Layer 2: Velocity aggregates (stateful, windowed). Flink sliding windows compute: same_ip_same_ad_clicks_in_10s, same_user_clicks_in_1m, new_campaign_click_rate_vs_baseline. A Count-Min Sketch tracks approximate frequencies for high-cardinality dimensions (IP x ad_id) without exploding state. Thresholds are tuned per-campaign based on historical baselines.

Layer 3: ML scorer (async, p99 < 50 ms). A gradient-boosted tree (XGBoost/LightGBM) trained on labelled invalid traffic data scores each click on enriched features: time-since-impression, mouse-movement entropy, device fingerprint novelty, geo-mismatch with campaign targeting. The model is served via a feature store (Feast/Tecton) and called asynchronously; results arrive before the window closes.

Every click passes through three fraud layers in order; each tags but never drops, letting billing exclude flagged events while analytics retains full data for audit.

Real-time OLAP for advertiser dashboards#

Advertisers refresh dashboards every few seconds. The query pattern is: SELECT SUM(valid_clicks), SUM(spend) FROM aggregates WHERE campaign_id = X AND window_start >= now() - 1h GROUP BY geo_country. This is a high-concurrency, low-latency analytical query over billions of pre-aggregated rows.
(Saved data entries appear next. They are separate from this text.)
use std::time::Duration;

use crossterm::event::KeyEvent;
use tracing::{debug, trace};

use crate::control::KeyEdit;
use crate::decoration::LayerKind;
use crate::schedule::TimerHandle;

use super::{AutoValidate, Field, FieldTask, Status};

impl Field {
    pub fn on_focus(&mut self) {
        self.apply_status(Status::Focus, true, true);
    }

    pub fn on_blur(&mut self) {
        self.apply_status(Status::Focus, false, true);
        if self.auto_validate == AutoValidate::Blur {
            self.schedule_validation();
        }
    }

    pub fn on_change(&mut self) {
        self.on_keyup();
    }

    pub fn on_keydown(&mut self) {
        self.decorations
            .set_layer_visible(LayerKind::Placeholder, false);
    }

    pub fn on_keyup(&mut self) {
        if self.auto_validate == AutoValidate::Keyup {
            self.schedule_validation();
        }
        self.check_dirty();
        self.redraw();
    }

    pub fn on_mouse_enter(&mut self) {
        self.apply_status(Status::Hover, true, true);
    }

    pub fn on_mouse_leave(&mut self) {
        self.apply_status(Status::Hover, false, true);
    }

    /// Flips the tooltip popover; returns whether it is now open.
    pub fn on_tooltip_click(&mut self) -> bool {
        self.decorations.toggle_tooltip()
    }

    /// Feeds one key press through keydown, the key filter, the control
    /// buffer and keyup. Returns whether the text changed. Keys the filter
    /// rejects flash the field; disabled fields ignore input.
    pub fn handle_key(&mut self, key: &KeyEvent) -> bool {
        if self.is_disabled() {
            return false;
        }
        self.on_keydown();
        let edit = match KeyEdit::from_key(key) {
            Some(KeyEdit::Insert(ch)) => {
                let accepted = match &self.filter {
                    Some(filter) => filter.accept(self.control.text(), ch),
                    None => Some(ch),
                };
                if accepted.is_none() {
                    trace!(?ch, "key rejected by filter");
                    self.flash(1);
                }
                accepted.map(KeyEdit::Insert)
            }
            other => other,
        };
        let changed = match edit {
            Some(edit) => {
                let mut text = self.control.text().to_string();
                edit.apply(&mut text);
                let changed = text != self.control.text();
                self.control.set_text(&text);
                changed
            }
            None => false,
        };
        self.on_keyup();
        changed
    }

    /// Blinks the field `times` times (at least once): lit for one interval,
    /// dark for one, step after step. Replaces a running sequence.
    pub fn flash(&mut self, times: u32) {
        let times = times.max(1);
        self.flashing = true;
        self.timers.replace(
            &mut self.flash_timer,
            self.config.flash_interval,
            FieldTask::Flash {
                remaining: times,
                lit: true,
            },
        );
    }

    pub fn is_flashing(&self) -> bool {
        self.flashing
    }

    /// Moves the field's clock forward, running every task that falls due on
    /// the way in order.
    pub fn advance(&mut self, elapsed: Duration) {
        let until = self.timers.now() + elapsed;
        while let Some((handle, task)) = self.timers.pop_due(until) {
            self.run_task(handle, task);
        }
        self.timers.advance_to(until);
    }

    /// Runs whatever is already due, including zero-delay work.
    pub fn run_pending(&mut self) {
        self.advance(Duration::ZERO);
    }

    fn schedule_validation(&mut self) {
        self.timers.replace(
            &mut self.pending_validation,
            self.config.validate_delay,
            FieldTask::Validate,
        );
    }

    fn run_task(&mut self, handle: TimerHandle, task: FieldTask) {
        debug!(?task, at = ?self.timers.now(), "running field task");
        match task {
            FieldTask::Validate => {
                release(&mut self.pending_validation, handle);
                self.validate(true);
            }
            FieldTask::CleanCheck => {
                release(&mut self.clean_check, handle);
                self.run_clean_check();
            }
            FieldTask::Flash { remaining, lit } => {
                release(&mut self.flash_timer, handle);
                let interval = self.config.flash_interval;
                if lit {
                    self.flashing = false;
                    if remaining > 1 {
                        self.timers.replace(
                            &mut self.flash_timer,
                            interval,
                            FieldTask::Flash {
                                remaining: remaining - 1,
                                lit: false,
                            },
                        );
                    }
                } else {
                    self.flashing = true;
                    self.timers.replace(
                        &mut self.flash_timer,
                        interval,
                        FieldTask::Flash {
                            remaining,
                            lit: true,
                        },
                    );
                }
            }
        }
    }
}

fn release(slot: &mut Option<TimerHandle>, handle: TimerHandle) {
    if *slot == Some(handle) {
        *slot = None;
    }
}
use std::any::Any;

use super::FieldType;

/// Plain text: no conversion, no validation beyond `required`.
#[derive(Debug, Clone, Copy, Default)]
pub struct TextType;

impl FieldType for TextType {
    fn as_any(&self) -> &dyn Any {
        self
    }
}
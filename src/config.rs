use std::{
    fmt,
    net::{IpAddr, Ipv4Addr, SocketAddr},
    time::Duration,
};

use config::{Config as ConfigLoader, Environment};
use is_terminal::IsTerminal;
use once_cell::sync::Lazy;
use serde::Deserialize;

const PREFIX: &str = "IPTRACKER";

pub static CONFIG: Lazy<Config> = Lazy::new(init_config);

#[derive(Debug, Default)]
pub enum LogStyle {
    #[default]
    Auto,
    Always,
    Never,
}

impl LogStyle {
    pub fn is_color(&self) -> bool {
        match self {
            LogStyle::Auto => std::io::stdout().is_terminal(),
            LogStyle::Always => true,
            LogStyle::Never => false,
        }
    }
}

impl<'de> Deserialize<'de> for LogStyle {
    fn deserialize<D>(deserializer: D) -> Result<Self, D::Error>
    where
        D: serde::Deserializer<'de>,
    {
        let s = String::deserialize(deserializer)?.to_lowercase();
        match s.as_str() {
            "auto" => Ok(LogStyle::Auto),
            "always" => Ok(LogStyle::Always),
            "never" => Ok(LogStyle::Never),
            _ => Err(serde::de::Error::unknown_variant(
                &s,
                &["auto", "always", "never"],
            )),
        }
    }
}

#[derive(Deserialize, Debug)]
#[serde(default)]
pub struct Log {
    pub level: String,
    pub style: LogStyle,
}

impl Default for Log {
    fn default() -> Self {
        Log {
            level: Self::level(),
            style: LogStyle::default(),
        }
    }
}

impl Log {
    fn level() -> String {
        String::from("iptracker=info")
    }
}

/// Settings for the hosted geolocation service.
#[derive(Deserialize)]
#[serde(default)]
pub struct Lookup {
    pub endpoint: String,
    pub api_key: String,
    pub timeout_secs: u64,
}

impl Default for Lookup {
    fn default() -> Self {
        Self {
            endpoint: String::from("https://api.freeiplookupapi.com/v1/info"),
            api_key: String::new(),
            timeout_secs: 10,
        }
    }
}

impl Lookup {
    pub fn timeout(&self) -> Duration {
        Duration::from_secs(self.timeout_secs)
    }

    pub fn validate(&self) -> Result<(), String> {
        if self.endpoint.trim().is_empty() {
            return Err("lookup endpoint must be set".into());
        }
        if self.api_key.trim().is_empty() {
            return Err("lookup api key must be set".into());
        }
        if self.timeout_secs == 0 {
            return Err("lookup timeout must be greater than zero".into());
        }
        Ok(())
    }
}

impl fmt::Debug for Lookup {
    fn fmt(&self, f: &mut fmt::Formatter<'_>) -> fmt::Result {
        f.debug_struct("Lookup")
            .field("endpoint", &self.endpoint)
            .field("api_key_set", &!self.api_key.is_empty())
            .field("timeout_secs", &self.timeout_secs)
            .finish()
    }
}

#[derive(Deserialize, Debug)]
#[serde(default)]
pub struct Config {
    pub log: Log,
    pub addr: SocketAddr,
    pub web_dir: String,
    pub debug: bool,
    pub lookup: Lookup,
}

impl Default for Config {
    fn default() -> Self {
        Config {
            log: Log::default(),
            addr: Self::addr(),
            web_dir: Self::web_dir(),
            debug: true,
            lookup: Lookup::default(),
        }
    }
}

impl Config {
    fn addr() -> SocketAddr {
        SocketAddr::new(IpAddr::V4(Ipv4Addr::new(127, 0, 0, 1)), 3030)
    }

    fn web_dir() -> String {
        String::from("dist")
    }
}

pub fn init_config() -> Config {
    let config = ConfigLoader::builder()
        .add_source(
            Environment::with_prefix(PREFIX)
                .separator("_")
                .try_parsing(true),
        )
        .add_source(
            Environment::with_prefix(PREFIX)
                .separator("__")
                .prefix_separator("_")
                .try_parsing(true),
        )
        .build()
        .and_then(|cfg| cfg.try_deserialize::<Config>());

    match config {
        Ok(config) => {
            if let Err(err) = config.lookup.validate() {
                panic!("{}", err);
            }
            println!("{:#?}", config);
            config
        }
        Err(err) => {
            panic!("{:?}", err);
        }
    }
}
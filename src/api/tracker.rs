use axum::{
    Json, Router,
    extract::State,
    routing::{get, post, put},
};
use serde::Deserialize;

use crate::{
    lookup::GeoLookup,
    state::{MapView, TrackerState},
};

use super::Tracker;

pub fn routes<L>() -> Router<Tracker<L>>
where
    L: GeoLookup + 'static,
{
    Router::new()
        .route("/state", get(get_state::<L>))
        .route("/search", put(set_search::<L>))
        .route("/details/toggle", post(toggle_details::<L>))
        .route("/map", get(get_map::<L>))
}

#[derive(Deserialize)]
struct SearchInput {
    value: String,
}

async fn get_state<L: GeoLookup>(State(tracker): State<Tracker<L>>) -> Json<TrackerState> {
    Json(tracker.store().snapshot())
}

async fn set_search<L: GeoLookup>(
    State(tracker): State<Tracker<L>>,
    Json(input): Json<SearchInput>,
) -> Json<TrackerState> {
    tracker.store().set_search_input(input.value);
    Json(tracker.store().snapshot())
}

async fn toggle_details<L: GeoLookup>(State(tracker): State<Tracker<L>>) -> Json<TrackerState> {
    tracker.store().toggle_details();
    Json(tracker.store().snapshot())
}

async fn get_map<L: GeoLookup>(State(tracker): State<Tracker<L>>) -> Json<MapView> {
    Json(tracker.store().snapshot().map_view())
}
Why not Postgres? At 500K campaigns x 1440 minutes/day x 5 dimensions, the rollup table grows by 3.6B rows/day. Postgres cannot serve thousands of concurrent analytical queries at sub-second latency over this volume.

Druid separates ingestion (MiddleManagers), query serving (Historicals + Brokers), and coordination (Coordinators + Overlords)^[14]. Segments are column-oriented, bitmap-indexed, and immutable. Streaming ingestion via the Kafka Indexing Service materializes new segments in near real time. Query latency: sub-second to a few seconds on trillions of rows^[15].
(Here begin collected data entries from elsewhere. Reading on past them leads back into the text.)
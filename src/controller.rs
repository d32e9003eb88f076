use validator::Validate;

use crate::{
    Error,
    ip::LookupRequest,
    lookup::{GeoLookup, GeoResponse},
    state::{Action, GeoRecord, Store},
};

/// Turns a search submission into a state update.
///
/// Submissions are independent: nothing is cancelled or de-duplicated, and
/// when two overlap the one that finishes last owns the state.
pub struct LookupController<L> {
    store: Store,
    client: L,
}

impl<L> LookupController<L>
where
    L: GeoLookup,
{
    pub fn new(store: Store, client: L) -> Self {
        Self { store, client }
    }

    pub fn store(&self) -> &Store {
        &self.store
    }

    pub async fn submit_current(&self) -> Result<GeoRecord, Error> {
        let input = self.store.snapshot().search_input;
        self.submit(&input).await
    }

    pub async fn submit(&self, input: &str) -> Result<GeoRecord, Error> {
        self.lookup(input).await.inspect_err(|err| {
            if let Error::Validation(_) = err {
                warn!("rejected lookup for {:?}: {}", input, err);
            } else {
                error!("Error fetching IP data for {}: {}", input, err);
            }
        })
    }

    async fn lookup(&self, input: &str) -> Result<GeoRecord, Error> {
        LookupRequest::new(input).validate()?;

        let reply = self.client.fetch(input).await?;
        if !reply.is_success() {
            return Err(Error::UpstreamStatus(reply.status));
        }

        let response = GeoResponse::parse(&reply.body)?;
        let position = response.position()?;
        let record = response.into_record(input);
        info!(
            "{} located at {} (postal code: {})",
            record.ip,
            record.location,
            record.postal_code_or_placeholder()
        );

        self.store.dispatch_all([
            Action::SetMapPosition(position),
            Action::SetGeoRecord(record.clone()),
            Action::HideDetails,
        ]);
        Ok(record)
    }
}

#[cfg(test)]
pub(crate) mod tests {
    use std::{
        collections::HashMap,
        sync::{
            Arc,
            atomic::{AtomicUsize, Ordering},
        },
        time::Duration,
    };

    use crate::{
        error::ErrorKind,
        lookup::LookupReply,
        state::{MapPosition, TrackerState},
    };

    use super::*;

    pub(crate) const MOUNTAIN_VIEW: &str = r#"{"latitude":37.4,"longitude":-122.1,"region_name":"California","country_name":"United States","time_zone":"America/Los_Angeles","postal_code":"94043","city":"Mountain View","ip":"8.8.8.8"}"#;

    /// Canned replies keyed by address, with an optional delay per address.
    #[derive(Default, Clone)]
    pub(crate) struct StubLookup {
        replies: HashMap<String, (u16, String)>,
        delays: HashMap<String, Duration>,
        calls: Arc<AtomicUsize>,
    }

    impl StubLookup {
        pub(crate) fn reply(mut self, ip: &str, status: u16, body: &str) -> Self {
            self.replies
                .insert(ip.to_string(), (status, body.to_string()));
            self
        }

        fn delay(mut self, ip: &str, delay: Duration) -> Self {
            self.delays.insert(ip.to_string(), delay);
            self
        }

        pub(crate) fn calls(&self) -> usize {
            self.calls.load(Ordering::SeqCst)
        }
    }

    impl GeoLookup for StubLookup {
        async fn fetch(&self, ip: &str) -> Result<LookupReply, Error> {
            self.calls.fetch_add(1, Ordering::SeqCst);
            if let Some(delay) = self.delays.get(ip) {
                tokio::time::sleep(*delay).await;
            }
            let (status, body) = self
                .replies
                .get(ip)
                .cloned()
                .unwrap_or((404, String::from("{}")));
            Ok(LookupReply { status, body })
        }
    }

    fn controller(stub: StubLookup) -> LookupController<StubLookup> {
        LookupController::new(Store::default(), stub)
    }

    #[tokio::test]
    async fn successful_lookup_updates_state() {
        let stub = StubLookup::default().reply("8.8.8.8", 200, MOUNTAIN_VIEW);
        let controller = controller(stub);
        controller.store().toggle_details();

        let record = controller.submit("8.8.8.8").await.unwrap();
        let state = controller.store().snapshot();

        assert_eq!(state.position, MapPosition::new(37.4, -122.1).unwrap());
        assert_eq!(state.geo_record, record);
        assert_eq!(state.geo_record.location, "California, United States");
        assert_eq!(state.geo_record.ip, "8.8.8.8");
        assert!(!state.details_visible);
    }

    #[tokio::test]
    async fn invalid_input_never_reaches_network() {
        let stub = StubLookup::default();
        let controller = controller(stub.clone());
        let before = controller.store().snapshot();

        for input in ["", "   ", "256.1.1.1", "1.1.1", "example.com", "::1"] {
            let err = controller.submit(input).await.unwrap_err();
            assert_eq!(err.kind(), ErrorKind::Validation, "{input:?}");
        }

        assert_eq!(stub.calls(), 0);
        assert_eq!(controller.store().snapshot(), before);
    }

    #[tokio::test]
    async fn server_error_leaves_state_alone() {
        let stub = StubLookup::default().reply("8.8.8.8", 500, "oops");
        let controller = controller(stub);
        controller.store().toggle_details();
        let before = controller.store().snapshot();

        let err = controller.submit("8.8.8.8").await.unwrap_err();

        assert!(matches!(err, Error::UpstreamStatus(500)));
        assert_eq!(err.kind(), ErrorKind::Transport);
        assert_eq!(controller.store().snapshot(), before);
    }

    #[tokio::test]
    async fn malformed_body_is_a_parse_error() {
        let stub = StubLookup::default()
            .reply("1.1.1.1", 200, "<html>")
            .reply("2.2.2.2", 200, r#"{"latitude": 123.0, "longitude": 0.0}"#);
        let controller = controller(stub);
        let before = controller.store().snapshot();

        let err = controller.submit("1.1.1.1").await.unwrap_err();
        assert_eq!(err.kind(), ErrorKind::Parse);
        let err = controller.submit("2.2.2.2").await.unwrap_err();
        assert!(matches!(err, Error::Coordinates { .. }));

        assert_eq!(controller.store().snapshot(), before);
    }

    #[tokio::test]
    async fn missing_postal_code_is_not_an_error() {
        let body = r#"{"latitude":51.5,"longitude":-0.1,"region_name":"England","country_name":"United Kingdom","time_zone":"Europe/London","city":"London","ip":"81.2.69.142"}"#;
        let stub = StubLookup::default().reply("81.2.69.142", 200, body);
        let controller = controller(stub);

        let record = controller.submit("81.2.69.142").await.unwrap();

        assert_eq!(record.postal_code, None);
        assert_eq!(record.postal_code_or_placeholder(), "Data not found");
    }

    #[tokio::test]
    async fn submit_current_uses_search_input() {
        let stub = StubLookup::default().reply("8.8.8.8", 200, MOUNTAIN_VIEW);
        let controller = controller(stub.clone());

        controller.store().set_search_input("8.8.8.8");
        controller.submit_current().await.unwrap();

        let state = controller.store().snapshot();
        assert_eq!(stub.calls(), 1);
        assert_eq!(state.search_input, "8.8.8.8");
        assert_eq!(state.geo_record.city, "Mountain View");
    }

    #[tokio::test]
    async fn later_completion_wins() {
        let slow = r#"{"latitude":10.0,"longitude":10.0,"ip":"1.1.1.1"}"#;
        let fast = r#"{"latitude":20.0,"longitude":20.0,"ip":"2.2.2.2"}"#;
        let stub = StubLookup::default()
            .reply("1.1.1.1", 200, slow)
            .reply("2.2.2.2", 200, fast)
            .delay("1.1.1.1", Duration::from_millis(80));
        let controller = controller(stub);

        let (first, second) = tokio::join!(
            controller.submit("1.1.1.1"),
            controller.submit("2.2.2.2")
        );
        first.unwrap();
        second.unwrap();

        let state: TrackerState = controller.store().snapshot();
        assert_eq!(state.geo_record.ip, "1.1.1.1");
        assert_eq!(state.position, MapPosition::new(10.0, 10.0).unwrap());
    }
}
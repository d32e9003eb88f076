use std::borrow::Cow;

use validator::{Validate, ValidationError};

/// Dotted-decimal IPv4 check.
///
/// Each of the four octets is one to three ASCII digits with a value of at
/// most 255. Leading zeros are allowed (`"010.0.0.1"`), surrounding
/// whitespace is not.
pub fn is_valid_ipv4(candidate: &str) -> bool {
    let mut octets = 0;
    for part in candidate.split('.') {
        octets += 1;
        if octets > 4 || !is_octet(part) {
            return false;
        }
    }
    octets == 4
}

fn is_octet(part: &str) -> bool {
    if part.is_empty() || part.len() > 3 || !part.bytes().all(|b| b.is_ascii_digit()) {
        return false;
    }
    part.parse::<u16>().is_ok_and(|value| value <= 255)
}

/// A submission of the search box, validated before any network call.
#[derive(Debug, Validate)]
pub struct LookupRequest {
    #[validate(custom(function = "validate_search_input"))]
    pub ip: String,
}

impl LookupRequest {
    pub fn new(ip: impl Into<String>) -> Self {
        Self { ip: ip.into() }
    }
}

fn validate_search_input(ip: &str) -> Result<(), ValidationError> {
    if ip.trim().is_empty() {
        return Err(
            ValidationError::new("empty").with_message(Cow::Borrowed("IP address cannot be empty"))
        );
    }
    if !is_valid_ipv4(ip) {
        return Err(ValidationError::new("invalid_format")
            .with_message(Cow::Borrowed("Invalid IP address format")));
    }
    Ok(())
}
Pinot (LinkedIn, SIGMOD 2018) takes a similar approach with Helix-based cluster management and a star-tree index that pre-aggregates multi-column rollups^[2:1]. LinkedIn reports thousands of QPS with p99 under 100 ms after smart routing optimizations^[16].

ClickHouse uses MergeTree columnar storage with vectorized execution. Strongest for batch-flavored OLAP with SQL; weaker on high-concurrency real-time ingestion compared to Druid/Pinot^[17].

Our pick: Druid for the primary dashboard path (optimized for high-concurrency, real-time ingestion, sub-second queries). ClickHouse as a secondary store for ad-hoc analyst queries that need full SQL expressiveness.

Druid's ingestion path: Kafka Indexing Service builds immutable columnar segments on MiddleManagers, publishes to deep storage, and Historicals serve sub-second queries via the Broker's scatter-gather layer.

Real-World Example#

Uber Eats Ads: Flink + Kafka + Pinot for exactly-once ad attribution.

Uber's ad events processing system manages the flow of click and impression events, cleanses them, aggregates by campaign, attributes clicks to Uber Eats orders, and feeds both advertiser reporting and budget pacing^[1:1]. The stated reliability target is 100% accurate ad attribution, because clicks map directly to advertiser charges and double-counting is a billing incident.

The architecture mirrors our design: Kafka as the source of truth, Flink for stateful stream processing with exactly-once checkpoints, and Pinot for real-time OLAP serving advertiser dashboards^[1:2]. Uber chose exactly-once over at-least-once explicitly because the pipeline output is financial: a duplicated click event means an overcharged restaurant advertiser.

Key engineering decisions:

Flink over Samza for the attribution job because Flink's event-time semantics and TwoPhaseCommitSinkFunction integrate cleanly with Kafka's transactional producer^[1:3]^[9:3].
Pinot over Druid because Uber had an existing Pinot platform powering hundreds of real-time analytics use cases, and operational familiarity outweighed Druid's slightly larger community^[1:4]^[18].
Attribution is closed-loop. Unlike third-party ad networks, Uber Eats owns the marketplace. When a user clicks an ad and places an order, Uber has ground-truth order data. Attribution correctness is verifiable end-to-end without relying on third-party conversion pixels.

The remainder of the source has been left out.